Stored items
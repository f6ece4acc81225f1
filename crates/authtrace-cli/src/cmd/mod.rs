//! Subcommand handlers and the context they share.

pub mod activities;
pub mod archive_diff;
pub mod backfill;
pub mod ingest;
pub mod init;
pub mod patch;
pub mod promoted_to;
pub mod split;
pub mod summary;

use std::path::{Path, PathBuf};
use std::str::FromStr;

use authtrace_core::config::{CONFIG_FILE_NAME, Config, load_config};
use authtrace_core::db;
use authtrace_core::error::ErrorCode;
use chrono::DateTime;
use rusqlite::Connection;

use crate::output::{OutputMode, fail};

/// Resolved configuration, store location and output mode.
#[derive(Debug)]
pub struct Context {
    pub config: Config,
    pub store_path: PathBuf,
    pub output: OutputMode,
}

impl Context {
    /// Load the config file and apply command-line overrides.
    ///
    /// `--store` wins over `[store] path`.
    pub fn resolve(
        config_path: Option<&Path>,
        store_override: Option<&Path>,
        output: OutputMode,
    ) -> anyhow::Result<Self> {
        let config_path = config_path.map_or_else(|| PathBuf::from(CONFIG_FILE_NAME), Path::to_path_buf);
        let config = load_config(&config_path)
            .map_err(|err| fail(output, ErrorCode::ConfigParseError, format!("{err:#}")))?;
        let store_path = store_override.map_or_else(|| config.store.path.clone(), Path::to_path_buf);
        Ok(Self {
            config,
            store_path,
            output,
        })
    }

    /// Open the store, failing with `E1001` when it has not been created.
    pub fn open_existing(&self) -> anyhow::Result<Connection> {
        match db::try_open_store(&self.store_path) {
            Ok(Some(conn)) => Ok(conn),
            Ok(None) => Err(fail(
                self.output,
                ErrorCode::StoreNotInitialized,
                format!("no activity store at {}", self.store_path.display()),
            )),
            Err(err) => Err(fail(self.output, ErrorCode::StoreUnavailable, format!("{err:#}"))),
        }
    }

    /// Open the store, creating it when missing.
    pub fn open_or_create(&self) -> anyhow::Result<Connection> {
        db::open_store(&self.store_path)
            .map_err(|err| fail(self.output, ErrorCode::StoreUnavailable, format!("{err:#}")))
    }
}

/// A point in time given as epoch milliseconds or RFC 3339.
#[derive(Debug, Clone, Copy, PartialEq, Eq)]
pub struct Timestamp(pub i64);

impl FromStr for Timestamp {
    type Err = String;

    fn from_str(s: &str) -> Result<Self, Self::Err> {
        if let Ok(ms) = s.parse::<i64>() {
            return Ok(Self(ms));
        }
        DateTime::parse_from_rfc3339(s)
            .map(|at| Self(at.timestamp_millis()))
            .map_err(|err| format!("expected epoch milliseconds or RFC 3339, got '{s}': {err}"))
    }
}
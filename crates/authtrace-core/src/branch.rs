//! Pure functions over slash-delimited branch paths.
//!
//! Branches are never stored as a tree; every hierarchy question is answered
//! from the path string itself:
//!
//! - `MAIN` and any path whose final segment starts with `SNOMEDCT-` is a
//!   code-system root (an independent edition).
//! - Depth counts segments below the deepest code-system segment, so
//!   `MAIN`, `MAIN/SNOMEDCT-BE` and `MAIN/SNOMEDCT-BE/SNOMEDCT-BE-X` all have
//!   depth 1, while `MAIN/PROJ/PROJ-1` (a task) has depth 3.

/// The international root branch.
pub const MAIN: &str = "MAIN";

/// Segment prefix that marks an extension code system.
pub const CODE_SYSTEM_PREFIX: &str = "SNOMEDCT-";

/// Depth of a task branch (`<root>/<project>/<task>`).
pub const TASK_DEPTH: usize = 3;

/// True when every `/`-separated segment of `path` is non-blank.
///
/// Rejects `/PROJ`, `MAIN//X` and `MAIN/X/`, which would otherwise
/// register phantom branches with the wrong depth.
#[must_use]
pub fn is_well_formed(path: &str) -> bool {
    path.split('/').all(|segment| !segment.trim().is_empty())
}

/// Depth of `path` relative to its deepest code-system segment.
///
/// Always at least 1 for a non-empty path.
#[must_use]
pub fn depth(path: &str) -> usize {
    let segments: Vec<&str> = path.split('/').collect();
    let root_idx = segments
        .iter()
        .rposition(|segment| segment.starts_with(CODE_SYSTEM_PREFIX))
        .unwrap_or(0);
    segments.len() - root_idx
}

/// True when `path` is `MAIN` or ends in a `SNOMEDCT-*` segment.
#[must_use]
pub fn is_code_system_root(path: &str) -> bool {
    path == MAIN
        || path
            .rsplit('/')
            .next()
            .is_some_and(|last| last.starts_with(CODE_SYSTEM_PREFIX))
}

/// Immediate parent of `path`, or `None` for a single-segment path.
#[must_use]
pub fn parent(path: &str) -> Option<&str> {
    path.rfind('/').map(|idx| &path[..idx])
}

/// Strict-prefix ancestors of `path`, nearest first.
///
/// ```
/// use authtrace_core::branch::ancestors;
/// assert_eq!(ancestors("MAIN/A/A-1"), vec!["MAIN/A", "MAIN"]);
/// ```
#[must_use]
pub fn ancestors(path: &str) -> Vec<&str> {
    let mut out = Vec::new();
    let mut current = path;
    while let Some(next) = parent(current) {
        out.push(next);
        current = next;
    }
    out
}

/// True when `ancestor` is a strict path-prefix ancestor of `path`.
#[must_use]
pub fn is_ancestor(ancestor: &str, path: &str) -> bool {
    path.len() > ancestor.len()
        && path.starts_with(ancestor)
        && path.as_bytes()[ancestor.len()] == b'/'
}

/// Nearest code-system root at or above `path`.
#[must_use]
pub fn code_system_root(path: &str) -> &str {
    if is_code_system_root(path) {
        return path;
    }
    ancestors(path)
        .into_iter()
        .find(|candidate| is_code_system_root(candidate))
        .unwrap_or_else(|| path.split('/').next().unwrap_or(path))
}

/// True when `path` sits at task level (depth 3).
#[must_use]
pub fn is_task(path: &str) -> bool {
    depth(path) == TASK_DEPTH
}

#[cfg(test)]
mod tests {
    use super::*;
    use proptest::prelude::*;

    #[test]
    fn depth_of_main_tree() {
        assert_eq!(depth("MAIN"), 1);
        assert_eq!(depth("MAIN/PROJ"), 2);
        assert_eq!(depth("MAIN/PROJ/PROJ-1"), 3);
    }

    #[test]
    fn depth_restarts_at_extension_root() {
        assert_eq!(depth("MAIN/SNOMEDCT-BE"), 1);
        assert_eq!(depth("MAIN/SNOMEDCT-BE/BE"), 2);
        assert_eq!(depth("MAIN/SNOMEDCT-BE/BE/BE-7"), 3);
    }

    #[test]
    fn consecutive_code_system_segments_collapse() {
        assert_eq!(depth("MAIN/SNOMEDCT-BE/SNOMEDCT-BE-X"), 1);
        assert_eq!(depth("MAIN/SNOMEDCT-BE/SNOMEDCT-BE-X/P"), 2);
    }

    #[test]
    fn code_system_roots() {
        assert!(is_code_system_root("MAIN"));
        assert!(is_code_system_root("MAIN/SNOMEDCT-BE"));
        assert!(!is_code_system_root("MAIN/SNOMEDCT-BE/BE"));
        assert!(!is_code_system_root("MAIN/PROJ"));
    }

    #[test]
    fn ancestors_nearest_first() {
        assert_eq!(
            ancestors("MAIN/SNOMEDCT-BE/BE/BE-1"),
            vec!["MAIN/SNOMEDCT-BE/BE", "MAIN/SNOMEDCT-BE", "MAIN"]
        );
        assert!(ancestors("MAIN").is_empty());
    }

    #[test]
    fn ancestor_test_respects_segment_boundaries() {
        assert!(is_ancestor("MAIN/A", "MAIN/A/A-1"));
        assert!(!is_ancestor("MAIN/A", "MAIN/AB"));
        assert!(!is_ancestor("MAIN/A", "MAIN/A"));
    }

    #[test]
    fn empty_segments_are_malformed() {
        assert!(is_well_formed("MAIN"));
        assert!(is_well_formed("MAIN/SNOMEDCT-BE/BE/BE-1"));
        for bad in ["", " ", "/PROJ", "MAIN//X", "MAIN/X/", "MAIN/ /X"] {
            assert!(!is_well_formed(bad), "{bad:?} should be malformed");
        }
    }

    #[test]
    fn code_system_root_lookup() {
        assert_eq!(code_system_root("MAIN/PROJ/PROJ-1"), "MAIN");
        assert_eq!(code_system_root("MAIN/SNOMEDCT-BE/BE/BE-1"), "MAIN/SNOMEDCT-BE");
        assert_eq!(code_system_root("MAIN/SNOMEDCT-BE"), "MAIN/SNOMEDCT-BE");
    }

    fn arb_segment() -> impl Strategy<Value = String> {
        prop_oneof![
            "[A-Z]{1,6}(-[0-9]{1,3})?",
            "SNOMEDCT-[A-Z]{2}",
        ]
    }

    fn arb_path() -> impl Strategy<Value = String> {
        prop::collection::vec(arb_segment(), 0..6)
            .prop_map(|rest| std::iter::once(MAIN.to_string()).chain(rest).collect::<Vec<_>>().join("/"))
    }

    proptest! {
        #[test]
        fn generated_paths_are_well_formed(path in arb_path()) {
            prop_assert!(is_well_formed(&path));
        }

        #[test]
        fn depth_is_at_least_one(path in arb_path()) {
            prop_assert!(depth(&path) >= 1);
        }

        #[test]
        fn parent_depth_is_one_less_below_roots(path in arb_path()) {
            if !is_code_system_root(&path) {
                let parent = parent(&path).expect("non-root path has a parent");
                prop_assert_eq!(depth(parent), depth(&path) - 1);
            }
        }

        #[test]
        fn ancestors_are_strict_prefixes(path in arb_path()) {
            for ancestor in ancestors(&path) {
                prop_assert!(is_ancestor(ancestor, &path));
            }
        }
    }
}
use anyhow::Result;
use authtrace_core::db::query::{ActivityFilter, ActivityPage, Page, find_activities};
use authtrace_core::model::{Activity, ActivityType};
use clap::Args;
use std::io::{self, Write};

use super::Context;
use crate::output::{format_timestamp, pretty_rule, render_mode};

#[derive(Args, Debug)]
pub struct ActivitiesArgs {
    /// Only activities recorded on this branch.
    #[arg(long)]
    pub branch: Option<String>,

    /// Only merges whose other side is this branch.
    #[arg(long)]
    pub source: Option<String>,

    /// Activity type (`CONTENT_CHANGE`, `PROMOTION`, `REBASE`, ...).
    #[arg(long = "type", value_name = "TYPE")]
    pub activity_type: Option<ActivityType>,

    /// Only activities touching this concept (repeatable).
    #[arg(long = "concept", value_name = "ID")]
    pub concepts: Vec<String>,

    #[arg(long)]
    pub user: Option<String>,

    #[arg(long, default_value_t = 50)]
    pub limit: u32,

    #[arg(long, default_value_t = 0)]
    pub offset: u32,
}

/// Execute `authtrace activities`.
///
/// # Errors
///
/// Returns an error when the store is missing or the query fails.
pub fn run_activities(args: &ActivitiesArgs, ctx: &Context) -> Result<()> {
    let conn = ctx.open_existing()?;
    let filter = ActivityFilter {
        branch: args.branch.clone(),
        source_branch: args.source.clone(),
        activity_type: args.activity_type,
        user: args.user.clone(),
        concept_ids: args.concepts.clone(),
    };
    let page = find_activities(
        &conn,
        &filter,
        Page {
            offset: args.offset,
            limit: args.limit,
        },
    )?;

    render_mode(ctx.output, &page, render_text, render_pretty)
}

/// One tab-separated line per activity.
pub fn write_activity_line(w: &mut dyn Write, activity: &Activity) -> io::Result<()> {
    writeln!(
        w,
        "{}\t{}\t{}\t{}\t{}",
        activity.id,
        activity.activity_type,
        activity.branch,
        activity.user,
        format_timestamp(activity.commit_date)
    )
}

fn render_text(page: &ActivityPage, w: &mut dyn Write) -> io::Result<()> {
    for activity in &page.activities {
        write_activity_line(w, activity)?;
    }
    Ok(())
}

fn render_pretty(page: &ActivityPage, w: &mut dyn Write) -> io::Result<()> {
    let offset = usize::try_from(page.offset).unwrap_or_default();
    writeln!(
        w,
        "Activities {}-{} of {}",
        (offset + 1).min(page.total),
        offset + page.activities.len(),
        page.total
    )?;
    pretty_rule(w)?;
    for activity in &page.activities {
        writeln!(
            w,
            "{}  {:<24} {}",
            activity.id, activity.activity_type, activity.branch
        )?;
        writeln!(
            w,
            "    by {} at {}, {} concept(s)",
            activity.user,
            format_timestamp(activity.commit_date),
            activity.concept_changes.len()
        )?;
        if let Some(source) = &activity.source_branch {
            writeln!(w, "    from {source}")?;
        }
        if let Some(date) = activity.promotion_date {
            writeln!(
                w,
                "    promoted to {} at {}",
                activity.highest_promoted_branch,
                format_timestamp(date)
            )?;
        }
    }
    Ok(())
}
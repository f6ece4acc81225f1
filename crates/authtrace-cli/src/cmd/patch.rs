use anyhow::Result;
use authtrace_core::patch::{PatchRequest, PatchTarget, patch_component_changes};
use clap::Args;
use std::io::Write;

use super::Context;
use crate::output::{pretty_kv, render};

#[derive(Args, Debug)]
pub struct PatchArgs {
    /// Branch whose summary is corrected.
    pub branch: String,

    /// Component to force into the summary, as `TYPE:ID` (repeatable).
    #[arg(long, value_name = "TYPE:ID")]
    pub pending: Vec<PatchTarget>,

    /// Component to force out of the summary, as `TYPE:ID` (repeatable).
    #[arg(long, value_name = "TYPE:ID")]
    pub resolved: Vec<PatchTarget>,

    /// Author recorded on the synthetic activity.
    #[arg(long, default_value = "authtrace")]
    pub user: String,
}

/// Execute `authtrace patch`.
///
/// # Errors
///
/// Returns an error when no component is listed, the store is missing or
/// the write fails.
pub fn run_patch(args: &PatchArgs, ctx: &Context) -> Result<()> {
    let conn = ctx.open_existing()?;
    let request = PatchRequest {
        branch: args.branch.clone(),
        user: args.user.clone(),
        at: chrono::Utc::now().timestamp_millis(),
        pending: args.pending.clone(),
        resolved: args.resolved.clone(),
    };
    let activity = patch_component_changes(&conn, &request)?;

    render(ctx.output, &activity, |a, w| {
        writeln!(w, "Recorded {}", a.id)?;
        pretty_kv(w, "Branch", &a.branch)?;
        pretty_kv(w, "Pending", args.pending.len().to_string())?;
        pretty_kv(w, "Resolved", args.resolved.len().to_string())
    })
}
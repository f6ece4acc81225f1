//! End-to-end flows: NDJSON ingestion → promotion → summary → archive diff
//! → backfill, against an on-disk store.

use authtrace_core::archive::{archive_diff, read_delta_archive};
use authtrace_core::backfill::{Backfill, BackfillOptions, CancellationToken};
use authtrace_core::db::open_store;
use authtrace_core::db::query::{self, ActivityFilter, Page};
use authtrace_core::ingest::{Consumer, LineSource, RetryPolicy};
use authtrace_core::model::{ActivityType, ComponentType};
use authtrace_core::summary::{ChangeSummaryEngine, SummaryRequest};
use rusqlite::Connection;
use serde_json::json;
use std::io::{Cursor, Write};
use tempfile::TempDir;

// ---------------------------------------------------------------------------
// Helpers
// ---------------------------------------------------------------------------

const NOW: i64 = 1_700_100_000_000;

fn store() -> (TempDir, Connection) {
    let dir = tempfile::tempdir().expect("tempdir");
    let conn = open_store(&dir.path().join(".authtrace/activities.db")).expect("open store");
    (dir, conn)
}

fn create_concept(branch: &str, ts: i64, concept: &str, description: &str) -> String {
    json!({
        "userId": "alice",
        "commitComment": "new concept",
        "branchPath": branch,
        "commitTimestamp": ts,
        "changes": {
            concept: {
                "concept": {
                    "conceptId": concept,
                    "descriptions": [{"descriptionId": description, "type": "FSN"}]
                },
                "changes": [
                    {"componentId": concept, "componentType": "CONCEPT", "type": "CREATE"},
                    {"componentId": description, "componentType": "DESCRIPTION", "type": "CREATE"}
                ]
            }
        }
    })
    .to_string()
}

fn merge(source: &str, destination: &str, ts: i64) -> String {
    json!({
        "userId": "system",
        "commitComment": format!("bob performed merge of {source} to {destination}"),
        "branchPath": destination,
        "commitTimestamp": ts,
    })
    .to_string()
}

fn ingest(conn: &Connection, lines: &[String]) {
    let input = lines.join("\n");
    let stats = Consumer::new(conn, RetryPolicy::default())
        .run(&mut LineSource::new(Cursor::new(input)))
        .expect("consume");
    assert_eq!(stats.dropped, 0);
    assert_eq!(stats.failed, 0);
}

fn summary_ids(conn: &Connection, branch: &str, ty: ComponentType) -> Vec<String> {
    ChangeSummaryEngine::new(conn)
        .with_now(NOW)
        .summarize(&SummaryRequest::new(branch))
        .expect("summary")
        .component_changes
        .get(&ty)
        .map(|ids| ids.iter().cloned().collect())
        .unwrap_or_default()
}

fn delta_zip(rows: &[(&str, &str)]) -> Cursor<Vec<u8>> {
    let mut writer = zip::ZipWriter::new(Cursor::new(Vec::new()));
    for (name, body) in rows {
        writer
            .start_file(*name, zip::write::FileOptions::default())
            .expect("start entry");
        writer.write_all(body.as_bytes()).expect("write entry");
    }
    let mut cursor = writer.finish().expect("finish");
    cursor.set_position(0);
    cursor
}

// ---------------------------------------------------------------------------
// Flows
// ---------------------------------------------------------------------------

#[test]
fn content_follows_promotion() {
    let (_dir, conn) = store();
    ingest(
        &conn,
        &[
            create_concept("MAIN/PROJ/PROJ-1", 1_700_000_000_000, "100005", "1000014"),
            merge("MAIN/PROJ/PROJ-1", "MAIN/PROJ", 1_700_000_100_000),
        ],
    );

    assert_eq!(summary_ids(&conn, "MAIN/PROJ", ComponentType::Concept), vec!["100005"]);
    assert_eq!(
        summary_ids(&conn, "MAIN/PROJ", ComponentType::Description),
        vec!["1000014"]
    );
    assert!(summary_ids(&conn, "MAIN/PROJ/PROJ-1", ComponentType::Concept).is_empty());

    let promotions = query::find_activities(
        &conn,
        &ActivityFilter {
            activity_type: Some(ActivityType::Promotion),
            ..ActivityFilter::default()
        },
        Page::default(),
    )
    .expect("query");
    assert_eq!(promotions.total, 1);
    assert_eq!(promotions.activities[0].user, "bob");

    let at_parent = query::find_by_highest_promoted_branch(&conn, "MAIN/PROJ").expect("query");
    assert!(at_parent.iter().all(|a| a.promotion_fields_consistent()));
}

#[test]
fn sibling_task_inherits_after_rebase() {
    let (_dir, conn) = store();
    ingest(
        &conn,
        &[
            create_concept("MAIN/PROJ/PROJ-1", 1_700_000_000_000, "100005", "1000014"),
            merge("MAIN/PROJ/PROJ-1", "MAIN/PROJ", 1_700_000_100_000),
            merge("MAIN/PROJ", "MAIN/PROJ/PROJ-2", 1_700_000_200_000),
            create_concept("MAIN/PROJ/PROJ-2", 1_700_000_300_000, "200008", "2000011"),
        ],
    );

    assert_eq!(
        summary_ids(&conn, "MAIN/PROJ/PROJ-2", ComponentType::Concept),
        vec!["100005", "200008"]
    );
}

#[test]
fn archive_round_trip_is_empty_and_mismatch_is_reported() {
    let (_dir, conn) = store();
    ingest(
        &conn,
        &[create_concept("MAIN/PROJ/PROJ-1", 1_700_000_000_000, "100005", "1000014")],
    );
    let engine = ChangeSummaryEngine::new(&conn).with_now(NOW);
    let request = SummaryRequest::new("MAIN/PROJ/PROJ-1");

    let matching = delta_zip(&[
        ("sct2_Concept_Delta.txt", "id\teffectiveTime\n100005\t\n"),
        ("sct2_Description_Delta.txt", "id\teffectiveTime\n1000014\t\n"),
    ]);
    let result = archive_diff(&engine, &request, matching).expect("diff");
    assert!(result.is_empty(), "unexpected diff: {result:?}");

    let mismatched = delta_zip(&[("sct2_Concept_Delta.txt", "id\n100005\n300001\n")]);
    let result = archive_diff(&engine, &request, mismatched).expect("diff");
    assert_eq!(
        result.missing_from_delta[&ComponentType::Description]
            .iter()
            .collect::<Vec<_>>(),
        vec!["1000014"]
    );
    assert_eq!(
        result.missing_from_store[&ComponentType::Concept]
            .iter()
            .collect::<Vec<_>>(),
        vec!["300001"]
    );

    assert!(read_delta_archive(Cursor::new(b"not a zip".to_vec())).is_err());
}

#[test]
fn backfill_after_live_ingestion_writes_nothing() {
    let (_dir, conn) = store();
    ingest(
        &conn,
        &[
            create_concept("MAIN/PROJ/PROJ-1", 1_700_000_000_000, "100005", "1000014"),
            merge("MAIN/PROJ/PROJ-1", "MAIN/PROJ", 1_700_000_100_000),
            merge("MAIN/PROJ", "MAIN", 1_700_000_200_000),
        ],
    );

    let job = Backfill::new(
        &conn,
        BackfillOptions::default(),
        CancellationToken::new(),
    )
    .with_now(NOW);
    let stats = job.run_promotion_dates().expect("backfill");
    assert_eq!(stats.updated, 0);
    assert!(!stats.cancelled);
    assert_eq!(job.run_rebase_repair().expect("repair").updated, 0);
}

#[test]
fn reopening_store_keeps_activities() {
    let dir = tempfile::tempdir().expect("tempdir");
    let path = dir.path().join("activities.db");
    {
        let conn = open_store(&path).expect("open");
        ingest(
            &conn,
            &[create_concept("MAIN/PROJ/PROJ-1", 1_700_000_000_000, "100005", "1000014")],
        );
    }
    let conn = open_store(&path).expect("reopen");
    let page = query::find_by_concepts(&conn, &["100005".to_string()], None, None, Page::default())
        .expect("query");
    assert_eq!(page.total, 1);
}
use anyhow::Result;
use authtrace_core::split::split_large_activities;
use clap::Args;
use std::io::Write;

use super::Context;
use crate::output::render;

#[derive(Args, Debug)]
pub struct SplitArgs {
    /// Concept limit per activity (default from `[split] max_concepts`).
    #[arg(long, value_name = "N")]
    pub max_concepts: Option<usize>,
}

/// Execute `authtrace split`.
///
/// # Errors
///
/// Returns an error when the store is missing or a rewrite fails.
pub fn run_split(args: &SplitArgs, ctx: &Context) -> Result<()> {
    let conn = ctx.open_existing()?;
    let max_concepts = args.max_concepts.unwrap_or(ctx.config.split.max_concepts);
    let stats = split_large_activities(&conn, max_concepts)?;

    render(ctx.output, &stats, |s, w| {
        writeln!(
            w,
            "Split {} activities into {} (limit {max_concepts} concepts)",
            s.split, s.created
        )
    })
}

Try it: Whenever the string "milliseconds" occurs in a line of the entries above, copy that line.

Answer to this task:
/// A point in time given as epoch milliseconds or RFC 3339.
            .map_err(|err| format!("expected epoch milliseconds or RFC 3339, got '{s}': {err}"))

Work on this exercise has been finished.